One of the most difficult parts of investing is removing emotions from the equation and relying strictly on rational decision-making. Unfortunately, even our own human brains may sometimes point us in the wrong direction.
When it comes to critical thinking, reasoning, comprehension and strategy, the human brain can handle a massive amount of capacity. However, from a biological standpoint, our brain is limited to some extent by its physical size. To make up for the fact that there is a physical limitation on how much information we can store and process at a single time, humans have developed a number of cognitive shortcuts that help us along the way.
These shortcuts may have helped our ancestors conquer the world, and they may still help us safely navigate city streets to this day. On the other hand, some of these cognitive shortcuts can lead to costly investing mistakes.
Representativeness bias. Representativeness bias is a mental shortcut that we use to deal with large amounts of unique information. Instead of analyzing everything individually, we have a tendency to group similar items together in categories and make generalizations about each. For example, a person with a peanut, walnut, pecan and cashew allergy will likely know better than to sample a new type of nut. Even though that person may have never tried the new nut before, he or she can draw conclusions based on experiences with similar nuts.
While they may often work in day-to-day life, generalizations born from representativeness bias are often useless when it comes to investing. On Wall Street, the devil is almost always in the details.
“As to stocks, there are clear differences between companies, even when they are direct competitors,” says Owen Murray, director of investments for Horizon Advisors. “The strategy and culture of a company are a direct result of each company’s leadership. So even companies that look identical, such as Southwest Airlines (ticker: LUV) and United Airlines (UAL), can have very different financial results.”
“What’s important is to distinguish between a great stock – which is a great business at a fair valuation – and just a great business, which is a similarly successful company with great business fundamentals that is trading at a valuation that is too high,” Zaccarelli says.

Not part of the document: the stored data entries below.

//! Credential Store: the only mutable state shared between refreshers and readers.
//!
//! The store holds at most one [`Credential`]. Readers take cheap snapshots, writers replace
//! the whole `(access_token, expires_at)` pair under a write lock, so a token is never observed
//! next to the wrong expiry. An empty store is the "never fetched" state and always reports
//! itself as expiring.

// self
use crate::{
	_prelude::*,
	auth::{Credential, ExpiryState},
};

/// Thread-safe single-slot credential store.
#[derive(Debug, Default)]
pub struct CredentialStore(RwLock<Option<Credential>>);
impl CredentialStore {
	/// Creates a store that already holds `credential`.
	pub fn seeded(credential: Credential) -> Self {
		Self(RwLock::new(Some(credential)))
	}

	/// Classifies the stored credential at `now`.
	pub fn expiry_at(&self, now: OffsetDateTime) -> ExpiryState {
		ExpiryState::of(self.0.read().as_ref(), now)
	}

	/// Returns `true` if nothing was ever stored or `now` reached the stored expiry.
	pub fn is_expiring_at(&self, now: OffsetDateTime) -> bool {
		self.expiry_at(now).is_expiring()
	}

	/// Same as [`is_expiring_at`](Self::is_expiring_at) against the current UTC clock.
	pub fn is_expiring(&self) -> bool {
		self.is_expiring_at(OffsetDateTime::now_utc())
	}

	/// Returns the stored credential only if it is still valid at `now`.
	///
	/// The check and the copy happen under the same read lock.
	pub fn valid_at(&self, now: OffsetDateTime) -> Option<Credential> {
		self.0.read().as_ref().filter(|credential| !credential.is_expired_at(now)).cloned()
	}

	/// Atomically replaces the stored pair and returns the previous one.
	pub fn set(&self, credential: Credential) -> Option<Credential> {
		self.0.write().replace(credential)
	}

	/// Latest snapshot, if any credential was ever stored.
	pub fn current(&self) -> Option<Credential> {
		self.0.read().clone()
	}

	/// Returns the store to the never-fetched state.
	pub fn clear(&self) -> Option<Credential> {
		self.0.write().take()
	}
}

#[cfg(test)]
mod tests {
	// std
	use std::thread;
	// crates.io
	use time::macros;
	// self
	use super::*;

	#[test]
	fn empty_store_is_expiring() {
		let store = CredentialStore::default();

		assert!(store.is_expiring());
		assert_eq!(store.expiry_at(OffsetDateTime::UNIX_EPOCH), ExpiryState::Unset);
		assert!(store.current().is_none());
	}

	#[test]
	fn expiry_boundary_has_no_grace_margin() {
		let expires = macros::datetime!(2025-01-01 00:00 UTC);
		let store = CredentialStore::seeded(Credential::new("tok", expires));

		assert!(!store.is_expiring_at(expires - Duration::seconds(1)));
		assert!(store.is_expiring_at(expires));
		assert!(store.valid_at(expires - Duration::seconds(1)).is_some());
		assert!(store.valid_at(expires).is_none());
	}

	#[test]
	fn set_replaces_pair_and_clear_resets() {
		let store = CredentialStore::default();
		let first = Credential::new("first", macros::datetime!(2025-01-01 00:00 UTC));
		let second = Credential::new("second", macros::datetime!(2025-01-01 01:00 UTC));

		assert_eq!(store.set(first.clone()), None);
		assert_eq!(store.set(second.clone()), Some(first));
		assert_eq!(store.current(), Some(second.clone()));
		assert_eq!(store.clear(), Some(second));
		assert!(store.is_expiring());
	}

	#[test]
	fn concurrent_writers_never_tear_the_pair() {
		let store = Arc::new(CredentialStore::default());
		let base = macros::datetime!(2025-01-01 00:00 UTC);
		let writers = (0..8_i64)
			.map(|idx| {
				let store = Arc::clone(&store);

				thread::spawn(move || {
					for _ in 0..200 {
						store.set(Credential::new(
							format!("tok-{idx}"),
							base + Duration::seconds(idx),
						));
					}
				})
			})
			.collect::<Vec<_>>();

		for _ in 0..500 {
			if let Some(snapshot) = store.current() {
				let idx: i64 = snapshot
					.access_token
					.expose()
					.trim_start_matches("tok-")
					.parse()
					.expect("Token suffix should be numeric.");

				assert_eq!(snapshot.expires_at, base + Duration::seconds(idx));
			}
		}
		for writer in writers {
			writer.join().expect("Writer thread should not panic.");
		}
	}
}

Anchoring bias. First impressions are overly important in people’s minds because of what is known as anchoring bias. Once an investor has a certain experience with a stock, positive or negative thoughts about that stock can be hard to shake.
For example, if an investor buys a stock that subsequently gains 25 percent in the following six months, the investor may continue to see the stock as a winner even if it proceeds to drop to the original price.
Clement Thibault, senior analyst at Investing.com, says investors often make two types of costly mistakes because they remain loyal to stocks that made a good first impression.
“The first mistake is riding your winners for too long or not selling in time,” Thibault says. “The second mistake is falling in love with a losing position. The latter is more problematic since the loss is taken from the position’s initial capital and not from its winnings.”
Thibault says investors can help combat anchoring bias by consulting a professional to get an impartial third-party opinion on an investment.
Confirmation bias. Confirmation bias is essentially mental stubbornness. Once we form a belief about something, we have a natural tendency to seek out information that supports that belief and ignore information that conflicts with it.
Confirmation bias is the reason parents always seem to think their son or daughter is the best player on every sports team or the smartest kid in each class. In the parents’ minds, they see their child as the best. Therefore, they pay attention to all their child’s accomplishments and ignore shortcomings and failures.
Unfortunately, investors can have the same attitude about stocks.
“It is human nature to seek out information in any situation to support your personal theories, be that in science, shopping or even investing,” says JJ Kinahan, managing director of client advocacy and market structure for TD Ameritrade. “Successful investors tend to look for evidence that both supports and refutes their original theories, make their assessments objectively and then monitor what is happening from there.”